Task material Start Marker

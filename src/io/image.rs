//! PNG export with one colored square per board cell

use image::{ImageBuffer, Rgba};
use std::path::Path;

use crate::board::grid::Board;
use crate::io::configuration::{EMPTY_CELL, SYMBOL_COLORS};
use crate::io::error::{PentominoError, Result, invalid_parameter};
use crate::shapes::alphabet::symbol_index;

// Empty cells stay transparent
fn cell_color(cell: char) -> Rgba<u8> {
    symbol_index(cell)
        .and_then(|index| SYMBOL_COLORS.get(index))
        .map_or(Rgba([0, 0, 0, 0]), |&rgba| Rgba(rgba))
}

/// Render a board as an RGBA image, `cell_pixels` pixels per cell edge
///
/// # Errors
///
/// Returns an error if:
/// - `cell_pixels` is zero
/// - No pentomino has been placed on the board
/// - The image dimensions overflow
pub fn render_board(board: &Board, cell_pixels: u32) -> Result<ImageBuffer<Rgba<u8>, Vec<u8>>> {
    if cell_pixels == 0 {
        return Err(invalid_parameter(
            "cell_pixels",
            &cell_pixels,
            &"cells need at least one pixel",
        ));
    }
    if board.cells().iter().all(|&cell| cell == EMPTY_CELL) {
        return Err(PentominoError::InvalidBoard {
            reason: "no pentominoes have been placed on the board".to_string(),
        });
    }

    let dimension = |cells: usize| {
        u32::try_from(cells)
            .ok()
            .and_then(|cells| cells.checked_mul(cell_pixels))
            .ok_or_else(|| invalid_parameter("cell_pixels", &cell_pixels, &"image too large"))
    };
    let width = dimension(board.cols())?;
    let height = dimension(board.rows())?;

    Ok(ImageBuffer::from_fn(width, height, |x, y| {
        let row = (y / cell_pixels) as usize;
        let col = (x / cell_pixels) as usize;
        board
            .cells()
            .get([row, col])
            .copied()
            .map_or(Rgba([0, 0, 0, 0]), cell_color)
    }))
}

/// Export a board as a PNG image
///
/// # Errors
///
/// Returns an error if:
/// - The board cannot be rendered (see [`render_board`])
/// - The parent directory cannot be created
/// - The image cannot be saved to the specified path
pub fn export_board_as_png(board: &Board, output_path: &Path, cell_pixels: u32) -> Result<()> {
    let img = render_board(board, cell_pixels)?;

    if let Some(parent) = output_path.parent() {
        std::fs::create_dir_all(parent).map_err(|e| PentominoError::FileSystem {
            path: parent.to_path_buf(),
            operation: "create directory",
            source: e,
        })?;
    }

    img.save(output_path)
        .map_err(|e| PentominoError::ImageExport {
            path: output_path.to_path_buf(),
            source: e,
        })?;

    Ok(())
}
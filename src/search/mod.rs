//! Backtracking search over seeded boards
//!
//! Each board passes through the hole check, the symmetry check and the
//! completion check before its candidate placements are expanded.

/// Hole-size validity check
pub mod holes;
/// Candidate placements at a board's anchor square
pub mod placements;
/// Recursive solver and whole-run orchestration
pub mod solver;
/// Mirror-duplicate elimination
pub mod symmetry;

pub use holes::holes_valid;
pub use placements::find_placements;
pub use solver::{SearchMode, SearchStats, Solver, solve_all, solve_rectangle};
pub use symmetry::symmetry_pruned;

Task material End Marker
Task material Start Marker

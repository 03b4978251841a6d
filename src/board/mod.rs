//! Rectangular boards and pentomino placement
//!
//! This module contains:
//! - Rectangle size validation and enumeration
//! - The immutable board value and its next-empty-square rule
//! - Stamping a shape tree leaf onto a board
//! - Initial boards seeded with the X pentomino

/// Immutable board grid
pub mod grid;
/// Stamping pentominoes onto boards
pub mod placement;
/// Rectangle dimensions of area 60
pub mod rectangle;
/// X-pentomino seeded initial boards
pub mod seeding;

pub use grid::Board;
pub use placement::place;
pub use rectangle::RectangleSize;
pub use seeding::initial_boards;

Task material End Marker
Task material Start Marker

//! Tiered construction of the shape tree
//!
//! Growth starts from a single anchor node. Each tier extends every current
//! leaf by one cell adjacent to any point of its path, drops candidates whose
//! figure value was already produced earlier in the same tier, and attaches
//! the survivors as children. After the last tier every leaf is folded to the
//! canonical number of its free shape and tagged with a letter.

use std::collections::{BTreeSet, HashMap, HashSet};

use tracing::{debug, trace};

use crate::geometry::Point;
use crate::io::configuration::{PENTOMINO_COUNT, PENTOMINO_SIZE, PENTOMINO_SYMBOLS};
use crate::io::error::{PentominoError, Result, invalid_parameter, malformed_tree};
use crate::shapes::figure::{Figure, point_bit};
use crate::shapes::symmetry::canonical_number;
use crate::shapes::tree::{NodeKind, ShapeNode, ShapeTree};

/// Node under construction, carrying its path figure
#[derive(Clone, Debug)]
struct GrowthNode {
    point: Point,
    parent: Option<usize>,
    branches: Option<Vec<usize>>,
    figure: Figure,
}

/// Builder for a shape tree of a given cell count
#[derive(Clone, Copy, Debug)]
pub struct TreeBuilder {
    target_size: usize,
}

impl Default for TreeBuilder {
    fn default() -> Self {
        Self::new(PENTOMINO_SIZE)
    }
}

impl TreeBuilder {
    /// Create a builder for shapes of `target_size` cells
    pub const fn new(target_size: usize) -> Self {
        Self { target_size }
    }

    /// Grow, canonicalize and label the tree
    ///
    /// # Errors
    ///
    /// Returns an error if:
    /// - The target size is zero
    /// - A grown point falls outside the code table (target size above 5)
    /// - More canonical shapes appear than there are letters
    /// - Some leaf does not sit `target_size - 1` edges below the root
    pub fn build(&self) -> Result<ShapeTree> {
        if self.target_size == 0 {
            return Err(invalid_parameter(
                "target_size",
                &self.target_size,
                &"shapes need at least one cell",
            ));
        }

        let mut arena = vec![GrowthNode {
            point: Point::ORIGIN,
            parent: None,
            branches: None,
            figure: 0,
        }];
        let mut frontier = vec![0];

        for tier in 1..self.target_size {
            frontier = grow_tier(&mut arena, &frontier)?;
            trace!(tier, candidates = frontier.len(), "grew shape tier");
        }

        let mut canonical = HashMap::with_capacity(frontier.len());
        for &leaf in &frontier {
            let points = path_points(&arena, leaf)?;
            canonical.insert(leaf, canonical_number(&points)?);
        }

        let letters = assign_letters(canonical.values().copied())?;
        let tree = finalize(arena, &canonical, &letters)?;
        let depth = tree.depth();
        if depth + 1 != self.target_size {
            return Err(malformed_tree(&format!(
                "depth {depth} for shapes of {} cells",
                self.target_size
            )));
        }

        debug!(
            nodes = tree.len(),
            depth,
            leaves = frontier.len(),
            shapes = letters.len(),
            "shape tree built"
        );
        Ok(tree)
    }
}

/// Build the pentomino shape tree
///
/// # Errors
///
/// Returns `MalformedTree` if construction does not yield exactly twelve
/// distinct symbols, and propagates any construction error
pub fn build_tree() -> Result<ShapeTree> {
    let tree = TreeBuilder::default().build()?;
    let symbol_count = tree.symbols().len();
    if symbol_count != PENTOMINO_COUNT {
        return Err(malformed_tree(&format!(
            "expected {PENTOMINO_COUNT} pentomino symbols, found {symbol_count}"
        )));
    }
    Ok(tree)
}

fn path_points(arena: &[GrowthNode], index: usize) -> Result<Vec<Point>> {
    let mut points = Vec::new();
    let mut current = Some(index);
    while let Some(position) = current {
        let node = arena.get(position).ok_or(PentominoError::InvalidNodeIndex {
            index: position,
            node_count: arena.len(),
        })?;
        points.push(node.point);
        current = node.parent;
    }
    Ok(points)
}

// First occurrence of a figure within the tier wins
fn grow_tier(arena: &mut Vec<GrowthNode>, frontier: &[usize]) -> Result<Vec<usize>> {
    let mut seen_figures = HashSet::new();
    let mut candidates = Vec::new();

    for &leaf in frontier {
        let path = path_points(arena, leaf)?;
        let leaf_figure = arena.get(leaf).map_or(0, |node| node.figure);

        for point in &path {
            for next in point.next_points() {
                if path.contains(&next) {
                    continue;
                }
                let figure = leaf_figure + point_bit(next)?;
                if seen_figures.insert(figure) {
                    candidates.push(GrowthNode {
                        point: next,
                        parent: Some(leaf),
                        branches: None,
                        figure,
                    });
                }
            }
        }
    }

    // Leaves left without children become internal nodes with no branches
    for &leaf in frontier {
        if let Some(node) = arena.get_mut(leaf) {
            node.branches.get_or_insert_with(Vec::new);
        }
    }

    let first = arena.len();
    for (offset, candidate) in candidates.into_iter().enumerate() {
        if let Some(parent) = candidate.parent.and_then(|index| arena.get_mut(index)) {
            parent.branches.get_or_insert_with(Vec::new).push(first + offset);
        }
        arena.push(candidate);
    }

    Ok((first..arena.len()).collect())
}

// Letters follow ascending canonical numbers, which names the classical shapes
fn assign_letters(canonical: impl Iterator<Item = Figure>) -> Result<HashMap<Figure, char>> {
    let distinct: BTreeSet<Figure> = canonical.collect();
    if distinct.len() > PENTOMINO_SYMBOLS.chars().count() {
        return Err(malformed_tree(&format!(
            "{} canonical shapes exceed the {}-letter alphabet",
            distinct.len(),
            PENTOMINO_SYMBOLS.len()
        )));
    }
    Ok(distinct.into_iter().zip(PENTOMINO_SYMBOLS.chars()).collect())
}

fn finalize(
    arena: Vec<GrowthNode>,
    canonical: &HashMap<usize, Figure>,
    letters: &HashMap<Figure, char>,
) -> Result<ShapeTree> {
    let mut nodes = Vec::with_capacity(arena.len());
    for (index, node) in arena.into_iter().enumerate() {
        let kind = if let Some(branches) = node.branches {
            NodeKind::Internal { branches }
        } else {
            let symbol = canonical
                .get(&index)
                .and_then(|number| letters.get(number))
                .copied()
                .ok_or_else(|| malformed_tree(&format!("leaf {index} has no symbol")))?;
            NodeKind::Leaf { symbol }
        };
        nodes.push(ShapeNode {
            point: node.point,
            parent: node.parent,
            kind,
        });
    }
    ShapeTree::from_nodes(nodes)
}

Task material End Marker

(Task instructions): Whenever the string "Some" shows up in a line of the records, copy that line.

(Exercise output):
    if let Some(parent) = output_path.parent() {
    /// - Some leaf does not sit `target_size - 1` edges below the root
    let mut current = Some(index);
    while let Some(position) = current {
                        parent: Some(leaf),
        if let Some(node) = arena.get_mut(leaf) {
        if let Some(parent) = candidate.parent.and_then(|index| arena.get_mut(index)) {
        let kind = if let Some(branches) = node.branches {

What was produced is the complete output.